Desde hace dos años, Moscú despliega un gran know-how para producir más armas, vender su petróleo, su gas y su trigo, obtener semiconductores y fabricar productos alimenticios. El gobierno movilizó empresas rusas, saqueó o compró empresas occidentales a precios bajos, alquiló “petroleros fantasma” y creó nuevos circuitos de suministro. El país conserva el apoyo de vecinos tan poderosos como China, India, Turquía e Irán, al tiempo que cultiva relaciones sólidas con las petromonarquías del Golfo.

“Un poco preocupado”

La economía del ingenio, por muy inventiva que sea, eventualmente llega a sus límites. Aparecen en el sector aéreo, donde Rusia no podrá vender la seguridad sin parecer una república bananera. Sin embargo, el riesgo está ahí. De unos 1.000 aviones comerciales matriculados en Rusia, casi dos tercios son de fabricación extranjera; y la mitad provino de las cadenas Airbus y Boeing. Esta fue la decisión de Putin a principios de la década de 2000 de reemplazar a Tupolev e Ilyushin de la era soviética, mientras intentaba revivir la aeronáutica civil con la creación del holding público United Aircraft Corporation.

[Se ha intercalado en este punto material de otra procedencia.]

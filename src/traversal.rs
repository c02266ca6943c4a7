use log::trace;

use crate::grid::{Dimensions, Dir, Grid, Pos};

#[derive(Clone, Copy, Debug, PartialEq, Eq)]
pub enum GameState {
    Idle,
    InProgress,
    LevelComplete,
    AllLevelsComplete,
}

/// Display attribute only, cycles with the level.
#[derive(Clone, Copy, Debug, PartialEq, Eq)]
pub enum PlayerColor {
    Red,
    Blue,
    Green,
}

impl PlayerColor {
    pub fn for_level(level: u32) -> Self {
        match level.saturating_sub(1) % 3 {
            0 => PlayerColor::Red,
            1 => PlayerColor::Blue,
            _ => PlayerColor::Green,
        }
    }
}

#[derive(Clone, Copy, Debug, PartialEq, Eq)]
pub struct Player {
    pub pos: Pos,
    pub color: PlayerColor,
}

/// Player and exit for one level, plus where the level stands.
#[derive(Clone, Debug)]
pub struct Traversal {
    player: Player,
    exit: Pos,
    state: GameState,
}

impl Default for Traversal {
    fn default() -> Self {
        Self {
            player: Player {
                pos: Pos::default(),
                color: PlayerColor::Red,
            },
            exit: Pos::default(),
            state: GameState::Idle,
        }
    }
}

impl Traversal {
    /// Player at the top-left corner, exit at the bottom-right one.
    pub fn start(dims: Dimensions, level: u32) -> Self {
        Self {
            player: Player {
                pos: Pos::new(0, 0),
                color: PlayerColor::for_level(level),
            },
            exit: Pos::new(dims.cols() - 1, dims.rows() - 1),
            state: GameState::InProgress,
        }
    }

    pub fn player(&self) -> &Player {
        &self.player
    }

    pub fn exit(&self) -> Pos {
        self.exit
    }

    pub fn state(&self) -> GameState {
        self.state
    }

    pub(crate) fn finish(&mut self) {
        self.state = GameState::AllLevelsComplete;
    }

    pub fn check_win(&self) -> bool {
        self.player.pos == self.exit
    }

    /// Steps one cell in `dir` if the wall on that side is open and the target
    /// is on the grid. Blocked moves leave everything as it was. The win check
    /// runs either way. Returns whether the player moved.
    pub fn attempt_move(&mut self, grid: &Grid, dir: Dir) -> bool {
        if self.state != GameState::InProgress {
            return false;
        }

        let pos = self.player.pos;
        let side = dir.side();
        let (dx, dy) = side.delta();
        let nx = pos.x as isize + dx;
        let ny = pos.y as isize + dy;
        // Bounds are checked on their own; wall state alone is not trusted.
        let moved = !grid.has_wall(pos, side) && grid.dims().contains(nx, ny);
        if moved {
            self.player.pos = Pos::new(nx as usize, ny as usize);
            trace!("moved {:?} to ({}, {})", dir, nx, ny);
        }

        if self.check_win() {
            self.state = GameState::LevelComplete;
        }
        moved
    }
}

#[cfg(test)]
mod tests {
    use super::*;
    use crate::grid::Side;

    fn open_grid_2x2() -> Grid {
        // (0,0) -> (1,0) -> (1,1), and (0,0) -> (0,1)
        let mut grid = Grid::new(Dimensions::new(2, 2).unwrap());
        grid.carve(Pos::new(0, 0), Side::Right);
        grid.carve(Pos::new(1, 0), Side::Bottom);
        grid.carve(Pos::new(0, 0), Side::Bottom);
        grid
    }

    #[test]
    fn idle_traversal_ignores_moves() {
        let grid = open_grid_2x2();
        let mut t = Traversal::default();
        assert_eq!(t.state(), GameState::Idle);
        assert!(!t.attempt_move(&grid, Dir::Right));
        assert_eq!(t.player().pos, Pos::new(0, 0));
    }

    #[test]
    fn start_places_player_and_exit() {
        let t = Traversal::start(Dimensions::new(7, 4).unwrap(), 2);
        assert_eq!(t.player().pos, Pos::new(0, 0));
        assert_eq!(t.exit(), Pos::new(6, 3));
        assert_eq!(t.player().color, PlayerColor::Blue);
        assert_eq!(t.state(), GameState::InProgress);
    }

    #[test]
    fn right_then_blocked_down() {
        let mut grid = Grid::new(Dimensions::new(3, 2).unwrap());
        grid.carve(Pos::new(0, 0), Side::Right);
        let mut t = Traversal::start(grid.dims(), 1);

        assert!(t.attempt_move(&grid, Dir::Right));
        assert_eq!(t.player().pos, Pos::new(1, 0));

        assert!(!t.attempt_move(&grid, Dir::Down));
        assert_eq!(t.player().pos, Pos::new(1, 0));
        assert_eq!(t.state(), GameState::InProgress);
    }

    #[test]
    fn reaching_exit_completes_level() {
        let grid = open_grid_2x2();
        let mut t = Traversal::start(grid.dims(), 1);
        assert!(t.attempt_move(&grid, Dir::Right));
        assert!(!t.check_win());
        assert!(t.attempt_move(&grid, Dir::Down));
        assert!(t.check_win());
        assert_eq!(t.state(), GameState::LevelComplete);

        // nothing moves once the level is over
        assert!(!t.attempt_move(&grid, Dir::Up));
        assert_eq!(t.player().pos, Pos::new(1, 1));
    }

    #[test]
    fn moves_follow_walls_from_every_cell() {
        let grid = Grid::generate_with(6, 5, Some(77)).unwrap();
        for y in 0..grid.rows() {
            for x in 0..grid.cols() {
                for dir in Dir::ALL {
                    let from = Pos::new(x, y);
                    let mut t = Traversal::start(grid.dims(), 1);
                    t.player.pos = from;
                    if t.check_win() {
                        continue;
                    }
                    let moved = t.attempt_move(&grid, dir);
                    let expected = grid.neighbor(from, dir.side());
                    if grid.has_wall(from, dir.side()) || expected.is_none() {
                        assert!(!moved);
                        assert_eq!(t.player().pos, from);
                    } else {
                        assert!(moved);
                        assert_eq!(Some(t.player().pos), expected);
                    }
                }
            }
        }
    }

    #[test]
    fn one_by_one_grid_wins_on_first_attempt() {
        let grid = Grid::new(Dimensions::new(1, 1).unwrap());
        let mut t = Traversal::start(grid.dims(), 1);
        assert!(!t.attempt_move(&grid, Dir::Left));
        assert_eq!(t.state(), GameState::LevelComplete);
    }

    #[test]
    fn colors_cycle_by_level() {
        assert_eq!(PlayerColor::for_level(1), PlayerColor::Red);
        assert_eq!(PlayerColor::for_level(3), PlayerColor::Green);
        assert_eq!(PlayerColor::for_level(4), PlayerColor::Red);
    }
}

Pero Boeing, Airbus, Embraer o ATR, al igual que los fabricantes de equipos Safran, Thales o Honeywell, han roto con sus clientes rusos, privándoles de repuestos (neumáticos, trenes de aterrizaje, frenos, etc.), de servicios de mantenimiento y de actualización. software de navegación. Sin embargo, el tráfico aéreo apenas ha disminuido desde las sanciones y no se puede atribuir ningún desastre al embargo. Los aviones de Aeroflot, S7 Airlines, Ural Airways y Rossiya todavía cubren los once husos horarios del territorio, una presencia vital para la economía rusa, o vuelan a menudo a países que no son “hostiles”.